→ **How to complete this task**
In the listing below, the lines from the first through the one with "filename src/detect/mod.rs" are to be copied word for word.

→ **Data records**
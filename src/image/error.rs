// This Source Code Form is subject to the terms of the Mozilla Public
// License, v. 2.0. If a copy of the MPL was not distributed with this
// file, You can obtain one at http://mozilla.org/MPL/2.0/.

use thiserror::Error;

#[derive(Error, Debug)]
pub enum ImageError {
    #[error(transparent)]
    Fitsio(#[from] fitsio::errors::Error),

    #[error("auxiliary image '{name}' has shape {got:?}, expected {expected:?}")]
    ShapeMismatch {
        name: &'static str,
        got: (usize, usize),
        expected: (usize, usize),
    },

    #[error("a background/rms tile had no finite pixels")]
    NoFiniteTile,

    #[error("FITS header is missing required WCS keywords (CRPIX/CRVAL/CDELT)")]
    NoWcsKeywords,

    #[error("HDU {0} is not a 2-D image")]
    BadHdu(usize),

    #[error("WCS keyword error: {0}")]
    Wcs(String),

    #[error(transparent)]
    IO(#[from] std::io::Error),
}
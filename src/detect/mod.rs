// This Source Code Form is subject to the terms of the Mozilla Public
// License, v. 2.0. If a copy of the MPL was not distributed with this
// file, You can obtain one at http://mozilla.org/MPL/2.0/.

/*!
Island segmentation, parameter estimation, multi-Gaussian fitting, and the
per-island driver that turns a fitted island into catalogue records.
 */

mod driver;
mod estimate;
mod fit;
mod flags;
mod island;

pub use driver::{run_island, IslandFitResult};
pub use estimate::{estimate_parameters, CandidateParams, Estimate, ParamSpec};
pub use fit::{fit_island, FitOutcome, FittedComponent};
pub use flags::FitFlags;
pub use island::{Island, Segmenter};
// This Source Code Form is subject to the terms of the Mozilla Public
// License, v. 2.0. If a copy of the MPL was not distributed with this
// file, You can obtain one at http://mozilla.org/MPL/2.0/.

use thiserror::Error;

#[derive(Error, Debug)]
pub enum CatalogueError {
    #[error(transparent)]
    IO(#[from] std::io::Error),

    #[error(transparent)]
    Serialize(#[from] serde_json::Error),
}
// This Source Code Form is subject to the terms of the Mozilla Public
// License, v. 2.0. If a copy of the MPL was not distributed with this
// file, You can obtain one at http://mozilla.org/MPL/2.0/.

//! The discrete Laplacian curvature filter (§4.3). Peaks have negative
//! curvature; this sign convention is load-bearing for the island
//! segmenter's summit extraction.

use ndarray::Array2;

use super::{CurvatureMap, Image};
use crate::constants::IQR_TO_SIGMA;

const KERNEL: [[f32; 3]; 3] = [[1.0, 1.0, 1.0], [1.0, -8.0, 1.0], [1.0, 1.0, 1.0]];

/// Convolve `image` with the 3x3 Laplacian kernel (reflect edge handling),
/// and estimate the curvature map's own noise as the IQR-scaled rms of its
/// finite pixels if `c_sigma` is not supplied.
pub fn estimate_curvature(image: &Image, c_sigma: Option<f64>) -> (CurvatureMap, f64) {
    let (ny, nx) = image.shape();
    let mut curv = Array2::from_elem((ny, nx), f32::NAN);

    for y in 0..ny {
        for x in 0..nx {
            if !image.get(y, x).is_finite() {
                continue;
            }
            let mut acc = 0.0f32;
            let mut any_nonfinite = false;
            for (dy_idx, dy) in [-1i64, 0, 1].into_iter().enumerate() {
                for (dx_idx, dx) in [-1i64, 0, 1].into_iter().enumerate() {
                    let k = KERNEL[dy_idx][dx_idx];
                    if k == 0.0 {
                        continue;
                    }
                    let yy = reflect(y as i64 + dy, ny);
                    let xx = reflect(x as i64 + dx, nx);
                    let v = image.get(yy, xx);
                    if !v.is_finite() {
                        any_nonfinite = true;
                        break;
                    }
                    acc += k * v;
                }
                if any_nonfinite {
                    break;
                }
            }
            curv[[y, x]] = if any_nonfinite { f32::NAN } else { acc };
        }
    }

    let sigma = match c_sigma {
        Some(s) => s,
        None => estimate_iqr_sigma(&curv),
    };

    (CurvatureMap(curv), sigma)
}

fn reflect(i: i64, n: usize) -> usize {
    let n = n as i64;
    if n <= 1 {
        return 0;
    }
    let mut i = i;
    if i < 0 {
        i = -i - 1;
    } else if i >= n {
        i = 2 * n - i - 1;
    }
    i.clamp(0, n - 1) as usize
}

fn estimate_iqr_sigma(map: &Array2<f32>) -> f64 {
    let mut vals: Vec<f32> = map.iter().copied().filter(|v| v.is_finite()).collect();
    if vals.len() < 4 {
        return f64::NAN;
    }
    vals.sort_by(|a, b| a.partial_cmp(b).unwrap());
    let n = vals.len();
    let p25 = vals[n / 4] as f64;
    let p75 = vals[3 * n / 4] as f64;
    (p75 - p25) / IQR_TO_SIGMA
}

#[cfg(test)]
mod tests {
    use super::*;

    #[test]
    fn peak_has_negative_curvature() {
        let mut data = Array2::from_elem((5, 5), 0.0f32);
        data[[2, 2]] = 10.0;
        let image = Image::new(data);
        let (curv, _) = estimate_curvature(&image, Some(1.0));
        assert!(curv.get(2, 2) < 0.0);
    }

    #[test]
    fn reflect_handles_edges_without_panicking() {
        let data = Array2::from_elem((3, 3), 1.0f32);
        let image = Image::new(data);
        let (curv, _) = estimate_curvature(&image, Some(1.0));
        assert!(curv.get(0, 0).is_finite());
    }
}
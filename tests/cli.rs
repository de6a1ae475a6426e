// This Source Code Form is subject to the terms of the Mozilla Public
// License, v. 2.0. If a copy of the MPL was not distributed with this
// file, You can obtain one at http://mozilla.org/MPL/2.0/.

//! Black-box coverage of the `aegean` binary itself: argument parsing,
//! reading a real FITS file off disk, and the two terminal write paths
//! (`--output` catalogue, `--save_background` maps).

use std::path::Path;

use assert_cmd::Command;
use fitsio::images::{ImageDescription, ImageType};
use fitsio::FitsFile;
use indoc::indoc;
use tempfile::tempdir;

// A small island of signal against a flat background, written out as ASCII
// art so the fixture is readable in the diff rather than a wall of floats.
// '.' is background, each digit is a multiple of the peak amplitude.
const IMAGE_ART: &str = indoc! {"
    ..........
    ..........
    ...1111...
    ..111111..
    ..119911..
    ..111111..
    ...1111...
    ..........
    ..........
    ..........
"};

fn write_test_image(path: &Path) {
    let rows: Vec<Vec<f32>> = IMAGE_ART
        .lines()
        .map(|line| {
            line.chars()
                .map(|c| match c {
                    '.' => 0.0,
                    digit => digit.to_digit(10).unwrap() as f32 * 2.0,
                })
                .collect()
        })
        .collect();
    let ny = rows.len();
    let nx = rows[0].len();

    let description = ImageDescription {
        data_type: ImageType::Float,
        dimensions: &[ny, nx],
    };
    let mut fptr = FitsFile::create(path)
        .with_custom_primary(&description)
        .open()
        .unwrap();
    let hdu = fptr.primary_hdu().unwrap();
    let flat: Vec<f32> = rows.into_iter().flatten().collect();
    hdu.write_image(&mut fptr, &flat).unwrap();

    for (key, value) in [
        ("CRPIX1", nx as f64 / 2.0),
        ("CRPIX2", ny as f64 / 2.0),
        ("CRVAL1", 150.0),
        ("CRVAL2", -30.0),
        ("CDELT1", -1.0 / 3600.0),
        ("CDELT2", 1.0 / 3600.0),
        ("CROTA2", 0.0),
    ] {
        hdu.write_key(&mut fptr, key, value).unwrap();
    }
    hdu.write_key(&mut fptr, "CTYPE1", "RA---TAN").unwrap();
}

#[test]
fn writes_a_catalogue_with_at_least_one_component() {
    let dir = tempdir().unwrap();
    let input = dir.path().join("test.fits");
    let output = dir.path().join("catalogue.json");
    write_test_image(&input);

    Command::cargo_bin("aegean")
        .unwrap()
        .arg(&input)
        .arg("--output")
        .arg(&output)
        .arg("--beam")
        .args(["0.01", "0.01", "0.0"])
        .arg("--rms")
        .arg("1.0")
        .assert()
        .success();

    let records: Vec<serde_json::Value> =
        serde_json::from_str(&std::fs::read_to_string(&output).unwrap()).unwrap();
    assert!(!records.is_empty());
    assert!(records[0].get("ra").is_some());
}

#[test]
fn save_background_writes_maps_instead_of_a_catalogue() {
    let dir = tempdir().unwrap();
    let input = dir.path().join("test.fits");
    write_test_image(&input);

    Command::cargo_bin("aegean")
        .unwrap()
        .current_dir(dir.path())
        .arg(&input)
        .arg("--beam")
        .args(["0.01", "0.01", "0.0"])
        .arg("--rms")
        .arg("1.0")
        .arg("--save_background")
        .assert()
        .success();

    for name in ["aegean-background.fits", "aegean-rms.fits", "aegean-curvature.fits"] {
        assert!(dir.path().join(name).exists(), "missing {name}");
    }
    assert!(!dir.path().join("catalogue.json").exists());
}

→ **Output**
filename src/image/error.rs
// This Source Code Form is subject to the terms of the Mozilla Public
// License, v. 2.0. If a copy of the MPL was not distributed with this
// file, You can obtain one at http://mozilla.org/MPL/2.0/.

use thiserror::Error;

#[derive(Error, Debug)]
pub enum ImageError {
    #[error(transparent)]
    Fitsio(#[from] fitsio::errors::Error),

    #[error("auxiliary image '{name}' has shape {got:?}, expected {expected:?}")]
    ShapeMismatch {
        name: &'static str,
        got: (usize, usize),
        expected: (usize, usize),
    },

    #[error("a background/rms tile had no finite pixels")]
    NoFiniteTile,

    #[error("FITS header is missing required WCS keywords (CRPIX/CRVAL/CDELT)")]
    NoWcsKeywords,

    #[error("HDU {0} is not a 2-D image")]
    BadHdu(usize),

    #[error("WCS keyword error: {0}")]
    Wcs(String),

    #[error(transparent)]
    IO(#[from] std::io::Error),
}
filename src/detect/mod.rs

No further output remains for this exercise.